RECORDED DATA Start Marker

//! User profile and financial snapshot storage
//!
//! Two per-user records: the identity profile (plain CRUD, no business
//! logic) and the financial snapshot backing calculations when a request
//! carries none. Same backend selection as chat history: Postgres when a
//! database URL is configured, in-memory otherwise. Snapshots are stored
//! as their JSON wire form.

use crate::error::{AssistantError, Result};
use crate::models::FinancialSnapshot;
use serde::{Deserialize, Serialize};
use sqlx::{PgPool, Row};
use std::collections::HashMap;
use std::env;
use std::sync::Arc;
use tokio::sync::{OnceCell, RwLock};
use tracing::{info, warn};
use uuid::Uuid;

/// Identity record, CRUD only
#[derive(Debug, Clone, Serialize, Deserialize)]
#[serde(rename_all = "camelCase")]
pub struct UserProfile {
    pub id: Uuid,
    pub first_name: String,
    pub last_name: String,
    pub email: String,
}

enum ProfileBackend {
    InMemory {
        profiles: Arc<RwLock<HashMap<Uuid, UserProfile>>>,
        snapshots: Arc<RwLock<HashMap<Uuid, FinancialSnapshot>>>,
    },
    Postgres {
        pool: PgPool,
        schema_ready: Arc<OnceCell<()>>,
    },
}

/// Store for per-user profiles and financial snapshots.
pub struct ProfileStore {
    backend: ProfileBackend,
}

impl ProfileStore {
    /// Backend selection follows the environment: POSTGRES_URL or
    /// DATABASE_URL means Postgres, anything else means in-memory.
    pub fn from_env() -> Self {
        Self {
            backend: build_backend(),
        }
    }

    pub fn in_memory() -> Self {
        Self {
            backend: ProfileBackend::InMemory {
                profiles: Arc::new(RwLock::new(HashMap::new())),
                snapshots: Arc::new(RwLock::new(HashMap::new())),
            },
        }
    }

    async fn ensure_schema_if_needed(&self) -> Result<()> {
        let ProfileBackend::Postgres { pool, schema_ready } = &self.backend else {
            return Ok(());
        };

        schema_ready
            .get_or_try_init(|| async {
                sqlx::query(
                    r#"
                    CREATE TABLE IF NOT EXISTS user_profiles (
                      id UUID PRIMARY KEY,
                      first_name TEXT NOT NULL,
                      last_name TEXT NOT NULL,
                      email TEXT NOT NULL,
                      updated_at TIMESTAMPTZ NOT NULL DEFAULT NOW()
                    );
                    "#,
                )
                .execute(pool)
                .await?;

                sqlx::query(
                    r#"
                    CREATE TABLE IF NOT EXISTS financial_profiles (
                      user_id UUID PRIMARY KEY,
                      snapshot TEXT NOT NULL,
                      updated_at TIMESTAMPTZ NOT NULL DEFAULT NOW()
                    );
                    "#,
                )
                .execute(pool)
                .await?;

                Ok::<(), sqlx::Error>(())
            })
            .await
            .map_err(|e| {
                AssistantError::DatabaseError(format!(
                    "Failed to initialize profile schema: {}",
                    e
                ))
            })?;

        Ok(())
    }

    // =============================
    // Identity profile
    // =============================

    pub async fn get_profile(&self, user_id: Uuid) -> Result<Option<UserProfile>> {
        match &self.backend {
            ProfileBackend::InMemory { profiles, .. } => {
                Ok(profiles.read().await.get(&user_id).cloned())
            }
            ProfileBackend::Postgres { pool, .. } => {
                self.ensure_schema_if_needed().await?;

                let row = sqlx::query(
                    "SELECT id, first_name, last_name, email FROM user_profiles WHERE id = $1",
                )
                .bind(user_id)
                .fetch_optional(pool)
                .await
                .map_err(|e| {
                    AssistantError::DatabaseError(format!("Failed to load user profile: {}", e))
                })?;

                Ok(row.map(|row| UserProfile {
                    id: row.try_get("id").unwrap_or(user_id),
                    first_name: row.try_get("first_name").unwrap_or_default(),
                    last_name: row.try_get("last_name").unwrap_or_default(),
                    email: row.try_get("email").unwrap_or_default(),
                }))
            }
        }
    }

    pub async fn upsert_profile(&self, profile: UserProfile) -> Result<()> {
        match &self.backend {
            ProfileBackend::InMemory { profiles, .. } => {
                profiles.write().await.insert(profile.id, profile);
                Ok(())
            }
            ProfileBackend::Postgres { pool, .. } => {
                self.ensure_schema_if_needed().await?;

                sqlx::query(
                    r#"
                    INSERT INTO user_profiles (id, first_name, last_name, email, updated_at)
                    VALUES ($1, $2, $3, $4, NOW())
                    ON CONFLICT (id)
                    DO UPDATE SET first_name = EXCLUDED.first_name,
                                  last_name = EXCLUDED.last_name,
                                  email = EXCLUDED.email,
                                  updated_at = NOW()
                    "#,
                )
                .bind(profile.id)
                .bind(&profile.first_name)
                .bind(&profile.last_name)
                .bind(&profile.email)
                .execute(pool)
                .await
                .map_err(|e| {
                    AssistantError::DatabaseError(format!("Failed to save user profile: {}", e))
                })?;

                Ok(())
            }
        }
    }

    // =============================
    // Financial snapshot
    // =============================

    pub async fn get_snapshot(&self, user_id: Uuid) -> Result<Option<FinancialSnapshot>> {
        match &self.backend {
            ProfileBackend::InMemory { snapshots, .. } => {
                Ok(snapshots.read().await.get(&user_id).cloned())
            }
            ProfileBackend::Postgres { pool, .. } => {
                self.ensure_schema_if_needed().await?;

                let row = sqlx::query(
                    "SELECT snapshot FROM financial_profiles WHERE user_id = $1",
                )
                .bind(user_id)
                .fetch_optional(pool)
                .await
                .map_err(|e| {
                    AssistantError::DatabaseError(format!(
                        "Failed to load financial snapshot: {}",
                        e
                    ))
                })?;

                match row {
                    Some(row) => {
                        let raw: String = row.try_get("snapshot").map_err(|e| {
                            AssistantError::DatabaseError(format!(
                                "Failed to read financial snapshot column: {}",
                                e
                            ))
                        })?;
                        let snapshot = serde_json::from_str(&raw)?;
                        Ok(Some(snapshot))
                    }
                    None => Ok(None),
                }
            }
        }
    }

    pub async fn upsert_snapshot(
        &self,
        user_id: Uuid,
        snapshot: FinancialSnapshot,
    ) -> Result<()> {
        match &self.backend {
            ProfileBackend::InMemory { snapshots, .. } => {
                snapshots.write().await.insert(user_id, snapshot);
                Ok(())
            }
            ProfileBackend::Postgres { pool, .. } => {
                self.ensure_schema_if_needed().await?;

                let raw = serde_json::to_string(&snapshot)?;
                sqlx::query(
                    r#"
                    INSERT INTO financial_profiles (user_id, snapshot, updated_at)
                    VALUES ($1, $2, NOW())
                    ON CONFLICT (user_id)
                    DO UPDATE SET snapshot = EXCLUDED.snapshot, updated_at = NOW()
                    "#,
                )
                .bind(user_id)
                .bind(raw)
                .execute(pool)
                .await
                .map_err(|e| {
                    AssistantError::DatabaseError(format!(
                        "Failed to save financial snapshot: {}",
                        e
                    ))
                })?;

                Ok(())
            }
        }
    }

    /// Stored snapshot, or the built-in sample data when none exists.
    pub async fn get_or_sample(&self, user_id: Uuid) -> FinancialSnapshot {
        match self.get_snapshot(user_id).await {
            Ok(Some(snapshot)) => snapshot,
            Ok(None) => FinancialSnapshot::sample(),
            Err(error) => {
                warn!(
                    "Financial snapshot load failed, falling back to sample data: {}",
                    error
                );
                FinancialSnapshot::sample()
            }
        }
    }
}

fn build_backend() -> ProfileBackend {
    let database_url = env::var("POSTGRES_URL")
        .or_else(|_| env::var("DATABASE_URL"))
        .ok();

    if let Some(url) = database_url {
        match sqlx::postgres::PgPoolOptions::new()
            .max_connections(5)
            .connect_lazy(&url)
        {
            Ok(pool) => {
                info!("Profile backend: postgres");
                return ProfileBackend::Postgres {
                    pool,
                    schema_ready: Arc::new(OnceCell::new()),
                };
            }
            Err(error) => {
                warn!(
                    "Failed to initialize postgres profile backend, falling back to in-memory: {}",
                    error
                );
            }
        }
    }

    info!("Profile backend: in-memory");
    ProfileBackend::InMemory {
        profiles: Arc::new(RwLock::new(HashMap::new())),
        snapshots: Arc::new(RwLock::new(HashMap::new())),
    }
}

RECORDED DATA End Marker

State the number of lines in the records that include the string "InMemory", without any other words.

REPLY TO THE EXERCISE: 7